[ACTIVITY]: This exercise asks for a copy of each line in the records below with the word "CreateNote" in it.

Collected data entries
········

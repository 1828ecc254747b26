//! Handlers for study notes.
//!
//! Notes are private to their owner. Deletion is logical by default
//! (status 0); `?permanent=true` removes the row.

use axum::extract::State;
use lumina_core::error::CoreError;
use lumina_core::notes::{
    validate_attachment_paths, validate_category_id, validate_note_content,
    validate_note_status, validate_note_title, validate_tags, NOTE_STATUS_ACTIVE,
};
use lumina_core::types::DbId;
use lumina_db::models::note::{CreateNote, Note, NoteResponse, UpdateNote};
use lumina_db::repositories::NoteRepo;
use serde::Serialize;

use crate::error::AppResult;
use crate::extract::{Json, Path, Query};
use crate::middleware::auth::AuthUser;
use crate::query::{DeleteNoteParams, NoteListParams};
use crate::response::{Envelope, StatusMessage};
use crate::state::AppState;

#[derive(Debug, Serialize)]
pub struct NoteList {
    pub notes: Vec<NoteResponse>,
    pub count: usize,
}

#[derive(Debug, Serialize)]
pub struct NotePayload {
    pub note: NoteResponse,
}

/// GET /api/notes?status=&includeDeleted=
///
/// Active notes by default; an explicit `status` wins over `includeDeleted`.
pub async fn list_notes(
    auth: AuthUser,
    State(state): State<AppState>,
    Query(params): Query<NoteListParams>,
) -> AppResult<Json<Envelope<NoteList>>> {
    let status = match params.status {
        Some(status) => {
            validate_note_status(status).map_err(CoreError::Validation)?;
            Some(status)
        }
        None if params.include_deleted => None,
        None => Some(NOTE_STATUS_ACTIVE),
    };

    let notes: Vec<NoteResponse> = NoteRepo::list_by_user(&state.pool, auth.user_id, status)
        .await?
        .into_iter()
        .map(NoteResponse::from)
        .collect();
    let count = notes.len();

    Ok(Json(Envelope::new(NoteList { notes, count }, "Notes retrieved")))
}

/// POST /api/notes
pub async fn create_note(
    auth: AuthUser,
    State(state): State<AppState>,
    Json(input): Json<CreateNote>,
) -> AppResult<Json<Envelope<NotePayload>>> {
    validate_note_title(&input.title).map_err(CoreError::Validation)?;
    validate_optional_fields(
        input.content.as_deref(),
        input.category_id,
        input.tags.as_deref(),
        input.attachment_paths.as_deref(),
    )?;

    let note = NoteRepo::create(&state.pool, auth.user_id, &input).await?;

    tracing::info!(user_id = auth.user_id, note_id = note.id, "Note created");

    Ok(Json(Envelope::new(
        NotePayload { note: note.into() },
        "Note created",
    )))
}

/// GET /api/notes/{id}
pub async fn get_note(
    auth: AuthUser,
    State(state): State<AppState>,
    Path(id): Path<DbId>,
) -> AppResult<Json<Envelope<NotePayload>>> {
    let note = load_owned(&state, id, &auth).await?;
    Ok(Json(Envelope::new(
        NotePayload { note: note.into() },
        "Note retrieved",
    )))
}

/// PUT /api/notes/{id}
///
/// Partial update; omitted fields keep their value.
pub async fn update_note(
    auth: AuthUser,
    State(state): State<AppState>,
    Path(id): Path<DbId>,
    Json(input): Json<UpdateNote>,
) -> AppResult<Json<Envelope<NotePayload>>> {
    load_owned(&state, id, &auth).await?;

    if let Some(title) = &input.title {
        validate_note_title(title).map_err(CoreError::Validation)?;
    }
    validate_optional_fields(
        input.content.as_deref(),
        input.category_id,
        input.tags.as_deref(),
        input.attachment_paths.as_deref(),
    )?;
    if let Some(status) = input.status {
        validate_note_status(status).map_err(CoreError::Validation)?;
    }

    let note = NoteRepo::update(&state.pool, id, &input)
        .await?
        .ok_or(CoreError::not_found("Note", id))?;

    tracing::info!(user_id = auth.user_id, note_id = id, "Note updated");

    Ok(Json(Envelope::new(
        NotePayload { note: note.into() },
        "Note updated",
    )))
}

/// DELETE /api/notes/{id}?permanent=
pub async fn delete_note(
    auth: AuthUser,
    State(state): State<AppState>,
    Path(id): Path<DbId>,
    Query(params): Query<DeleteNoteParams>,
) -> AppResult<Json<StatusMessage>> {
    load_owned(&state, id, &auth).await?;

    let message = if params.permanent {
        NoteRepo::hard_delete(&state.pool, id).await?;
        "Note permanently deleted"
    } else {
        NoteRepo::soft_delete(&state.pool, id).await?;
        "Note deleted"
    };

    tracing::info!(
        user_id = auth.user_id,
        note_id = id,
        permanent = params.permanent,
        "Note deleted"
    );

    Ok(Json(StatusMessage::ok(message)))
}

// ---------------------------------------------------------------------------
// Helpers
// ---------------------------------------------------------------------------

/// Fetch a note and require that the caller owns it.
async fn load_owned(state: &AppState, id: DbId, auth: &AuthUser) -> AppResult<Note> {
    let note = NoteRepo::find_by_id(&state.pool, id)
        .await?
        .ok_or(CoreError::not_found("Note", id))?;
    if note.user_id != auth.user_id {
        return Err(CoreError::not_owner("note").into());
    }
    Ok(note)
}

fn validate_optional_fields(
    content: Option<&str>,
    category_id: Option<i32>,
    tags: Option<&[String]>,
    attachment_paths: Option<&[String]>,
) -> Result<(), CoreError> {
    if let Some(content) = content {
        validate_note_content(content).map_err(CoreError::Validation)?;
    }
    if let Some(category_id) = category_id {
        validate_category_id(category_id).map_err(CoreError::Validation)?;
    }
    if let Some(tags) = tags {
        validate_tags(tags).map_err(CoreError::Validation)?;
    }
    if let Some(paths) = attachment_paths {
        validate_attachment_paths(paths).map_err(CoreError::Validation)?;
    }
    Ok(())
}
//! Post comment rules.

pub const MAX_COMMENT_LENGTH: usize = 2_000;

pub fn validate_comment_content(content: &str) -> Result<(), String> {
    if content.trim().is_empty() {
        return Err("Comment cannot be empty".to_string());
    }
    if content.chars().count() > MAX_COMMENT_LENGTH {
        return Err(format!(
            "Comment exceeds maximum length of {MAX_COMMENT_LENGTH} characters"
        ));
    }
    Ok(())
}
//! Post comment model and DTOs.

use lumina_core::types::{DbId, Timestamp};
use serde::{Deserialize, Serialize};
use sqlx::FromRow;

/// A row from the `post_comments` table.
#[derive(Debug, Clone, FromRow)]
pub struct Comment {
    pub id: DbId,
    pub post_id: DbId,
    pub user_id: DbId,
    pub content: String,
    pub created_at: Timestamp,
}

/// A comment joined with the commenter's username.
#[derive(Debug, Clone, FromRow)]
pub struct CommentWithAuthor {
    #[sqlx(flatten)]
    pub comment: Comment,
    pub username: String,
}

/// Comment as returned by the API.
#[derive(Debug, Clone, Serialize)]
#[serde(rename_all = "camelCase")]
pub struct CommentResponse {
    pub id: DbId,
    pub post_id: DbId,
    pub user_id: DbId,
    pub username: String,
    pub content: String,
    pub create_time: Timestamp,
}

impl From<CommentWithAuthor> for CommentResponse {
    fn from(row: CommentWithAuthor) -> Self {
        Self {
            id: row.comment.id,
            post_id: row.comment.post_id,
            user_id: row.comment.user_id,
            username: row.username,
            content: row.comment.content,
            create_time: row.comment.created_at,
        }
    }
}

#[derive(Debug, Deserialize)]
pub struct CreateComment {
    pub content: String,
}
//! Handlers for post comments.

use axum::extract::State;
use axum::http::StatusCode;
use lumina_core::comments::validate_comment_content;
use lumina_core::error::CoreError;
use lumina_core::types::DbId;
use lumina_db::models::comment::{CommentResponse, CreateComment};
use lumina_db::repositories::CommentRepo;

use crate::error::AppResult;
use crate::extract::{Json, Path};
use crate::handlers::posts::ensure_exists;
use crate::middleware::auth::AuthUser;
use crate::state::AppState;

/// GET /api/posts/{id}/comments
///
/// Oldest first.
pub async fn list_comments(
    _auth: AuthUser,
    State(state): State<AppState>,
    Path(post_id): Path<DbId>,
) -> AppResult<Json<Vec<CommentResponse>>> {
    ensure_exists(&state, post_id).await?;
    let comments = CommentRepo::list_for_post(&state.pool, post_id).await?;
    Ok(Json(comments.into_iter().map(CommentResponse::from).collect()))
}

/// POST /api/posts/{id}/comments
pub async fn create_comment(
    auth: AuthUser,
    State(state): State<AppState>,
    Path(post_id): Path<DbId>,
    Json(input): Json<CreateComment>,
) -> AppResult<Json<CommentResponse>> {
    validate_comment_content(&input.content).map_err(CoreError::Validation)?;
    ensure_exists(&state, post_id).await?;

    let comment =
        CommentRepo::create(&state.pool, post_id, auth.user_id, input.content.trim()).await?;

    tracing::info!(
        user_id = auth.user_id,
        post_id,
        comment_id = comment.id,
        "Comment created"
    );

    let row = CommentRepo::find_with_author(&state.pool, comment.id)
        .await?
        .ok_or(CoreError::not_found("Comment", comment.id))?;
    Ok(Json(row.into()))
}

/// DELETE /api/comments/{id}
///
/// Only the comment's author may delete it.
pub async fn delete_comment(
    auth: AuthUser,
    State(state): State<AppState>,
    Path(id): Path<DbId>,
) -> AppResult<StatusCode> {
    let comment = CommentRepo::find_by_id(&state.pool, id)
        .await?
        .ok_or(CoreError::not_found("Comment", id))?;
    if comment.user_id != auth.user_id {
        return Err(CoreError::not_owner("comment").into());
    }

    CommentRepo::delete(&state.pool, id).await?;

    tracing::info!(user_id = auth.user_id, comment_id = id, "Comment deleted");

    Ok(StatusCode::OK)
}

········

[SOLUTION FOR THIS EXERCISE]:
use lumina_db::models::note::{CreateNote, Note, NoteResponse, UpdateNote};
    Json(input): Json<CreateNote>,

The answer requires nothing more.